Sul sito web dell’Eni campeggia un quesito: “la fine delle sanzioni in Iran: quale impatto sull’industria petrolifera?”. Quello che, sullo scacchiere internazionale, ha rappresentato uno degli eventi più significativi in campo politico – al pari degli accordi tra gli Usa e Cuba, subito messi in discussione dal presidente Trump – è in campo economico ancora un rebus.

La compagnia petrolifera italiana la vede così: da un lato segnala un potenziale effetto “ribassista”, l’insidia che il ritorno del greggio iraniano sui mercati internazionali possa determinare un ulteriore surplus dell’offerta, con nuove riduzioni dei prezzi. La compagnia arriva a prevedere una contrazione delle entrate correlate all’export ai livelli degli anni 2013-2014, quando si registrò un calo del 53%.

Dall’altro lato, tuttavia, l’Eni vede anche i vantaggi della storica misura che ha portato alla rimozione delle sanzioni, la Repubblica islamica dell’Iran non è un produttore qualsiasi. Si tratta – secondo un recente studio di British Petroleum – del primo Paese al mondo per le riserve di gas naturale (seguito da Russia e Qatar), del quarto per le riserve di greggio, segue il Venezuela, l’Arabia Saudita e il Canada. Ha bassi costi di produzione, dato non irrilevante in un contesto da tempo caratterizzato da una ridotta quotazione del greggio, infine tra i programmi degli ayatollah figura innanzitutto il rilancio dell’industria petrolifera, con succulenti contratti per le imprese internazionali.

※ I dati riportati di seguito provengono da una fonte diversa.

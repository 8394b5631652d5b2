use rusqlite::Connection;

use crate::ipc::error::{err, timetable_err};
use crate::ipc::types::{AppState, Request};
use crate::timetable::{ClockTime, SchoolDay};

pub fn db_conn<'a>(state: &'a AppState, req: &Request) -> Result<&'a Connection, serde_json::Value> {
    state
        .db
        .as_ref()
        .ok_or_else(|| err(&req.id, "no_workspace", "select a workspace first", None))
}

pub fn required_str(req: &Request, key: &str) -> Result<String, serde_json::Value> {
    match req.params.get(key).and_then(|v| v.as_str()) {
        Some(v) if !v.trim().is_empty() => Ok(v.trim().to_string()),
        _ => Err(err(&req.id, "bad_params", format!("missing {}", key), None)),
    }
}

pub fn required_day(req: &Request, key: &str) -> Result<SchoolDay, serde_json::Value> {
    let raw = required_str(req, key)?;
    SchoolDay::parse(&raw).map_err(|e| timetable_err(&req.id, &e))
}

pub fn required_time(req: &Request, key: &str) -> Result<ClockTime, serde_json::Value> {
    let raw = required_str(req, key)?;
    ClockTime::parse(&raw).map_err(|e| timetable_err(&req.id, &e))
}

/// Grade level accepted as either `gradeLevel` or `grade_level`.
pub fn grade_level_param(req: &Request) -> Result<String, serde_json::Value> {
    required_str(req, "gradeLevel").or_else(|_| required_str(req, "grade_level"))
}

E infatti, a distanza di pochi mesi dalla riproposizione dell’Iran sulla scena mondiale, la compagnia col marchio dal cane a sei zampe ha già lasciato la sua impronta sul suolo asiatico. Una nota della Farnesina comunica che l’Eni ha firmato con la National iranian oil company due Memorandum of understanding (Mou) per la realizzazione di studi di fattibilità dello sviluppo del giacimento di gas offshore di Kish e della fase 3 del giacimento petrolifero di Darquain, del quale in passato la compagnia italiana si era già occupata delle fasi precedenti.

L’obiettivo della terza fase è incrementare di 50mila barili la capacità produttiva giornaliera del giacimento, attualmente il campo petrolifero produce quotidianamente circa 160mila barili. Il giacimento di gas di Kish è invece offshore, posizionato nel Golfo Persico, a poche miglia dalla costa, con i suoi 1,3 trilioni di metri cubi di gas naturale è una importante risorsa con un potenziale di estrazione giornaliera di più di 500 milioni di barili di gas condensato.

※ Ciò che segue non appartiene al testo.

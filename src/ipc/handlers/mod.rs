pub mod builder;
pub mod calendar;
pub mod core;
pub mod exchange;
pub mod setup;
pub mod timetable;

La Repubblica islamica, che rimette i panni di paese importatore è un buon affare per l’Italia, l’embargo era costato oltre 15 miliardi di euro in mancate esportazioni a partire dal 2006. Oggi, malgrado i conti da fare con nuovi concorrenti, quali Cina, India, Russia e Brasile, divenuti principali fornitori negli anni delle sanzioni, l’Italia torna a essere, con la Germania, uno dei principali partner commerciali europei. Lo certificano i dati Eurostat che riporta nei suoi ultimi rilievi sull’andamento del commercio dei paesi membri, un volume d’interscambio record di 1,2 miliardi di euro con Teheran.

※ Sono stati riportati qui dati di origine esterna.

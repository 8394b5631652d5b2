//! Minute-resolution wall-clock times.
//!
//! Every timetable calculation works on minutes since midnight. Seconds are
//! accepted on input (`HH:MM:SS`) and dropped, so two times that differ only
//! in seconds compare equal.

use chrono::{NaiveTime, Timelike};
use serde::{Deserialize, Deserializer, Serialize, Serializer};
use std::fmt;
use std::str::FromStr;

use super::error::TimetableError;

pub const MINUTES_PER_DAY: u16 = 24 * 60;

#[derive(Debug, Clone, Copy, PartialEq, Eq, PartialOrd, Ord, Hash)]
pub struct ClockTime(u16);

impl ClockTime {
    /// For constants; evaluated at compile time.
    pub const fn at(hour: u16, minute: u16) -> Self {
        assert!(hour < 24 && minute < 60);
        Self(hour * 60 + minute)
    }

    pub fn from_minutes(minutes: u16) -> Option<Self> {
        (minutes < MINUTES_PER_DAY).then_some(Self(minutes))
    }

    pub fn parse(raw: &str) -> Result<Self, TimetableError> {
        let s = raw.trim();
        let parsed = NaiveTime::parse_from_str(s, "%H:%M")
            .or_else(|_| NaiveTime::parse_from_str(s, "%H:%M:%S"))
            .map_err(|_| TimetableError::BadTime {
                value: raw.to_string(),
            })?;
        Ok(Self((parsed.hour() * 60 + parsed.minute()) as u16))
    }

    /// Minutes since midnight.
    pub fn minutes(self) -> u16 {
        self.0
    }

    pub fn hour(self) -> u16 {
        self.0 / 60
    }

    pub fn minute(self) -> u16 {
        self.0 % 60
    }

    /// `None` when the result would roll past midnight.
    pub fn checked_add_minutes(self, delta: u16) -> Option<Self> {
        self.0.checked_add(delta).and_then(Self::from_minutes)
    }
}

impl fmt::Display for ClockTime {
    fn fmt(&self, f: &mut fmt::Formatter<'_>) -> fmt::Result {
        write!(f, "{:02}:{:02}", self.hour(), self.minute())
    }
}

impl FromStr for ClockTime {
    type Err = TimetableError;

    fn from_str(s: &str) -> Result<Self, Self::Err> {
        Self::parse(s)
    }
}

impl Serialize for ClockTime {
    fn serialize<S: Serializer>(&self, serializer: S) -> Result<S::Ok, S::Error> {
        serializer.collect_str(self)
    }
}

impl<'de> Deserialize<'de> for ClockTime {
    fn deserialize<D: Deserializer<'de>>(deserializer: D) -> Result<Self, D::Error> {
        let raw = String::deserialize(deserializer)?;
        Self::parse(&raw).map_err(serde::de::Error::custom)
    }
}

Insomma, non siamo ai tempi dell’antica Repubblica di Venezia e delle sue privilegiate relazioni diplomatiche e commerciali con i Khanati iraniani, ma l’Italia sembra occupare un posto di primo piano nella “Nuova via della seta” che, nei programmi cinesi, tocca anche Teheran, capitale situata lì, in perfetto equilibrio tra Dušanbe e Istanbul.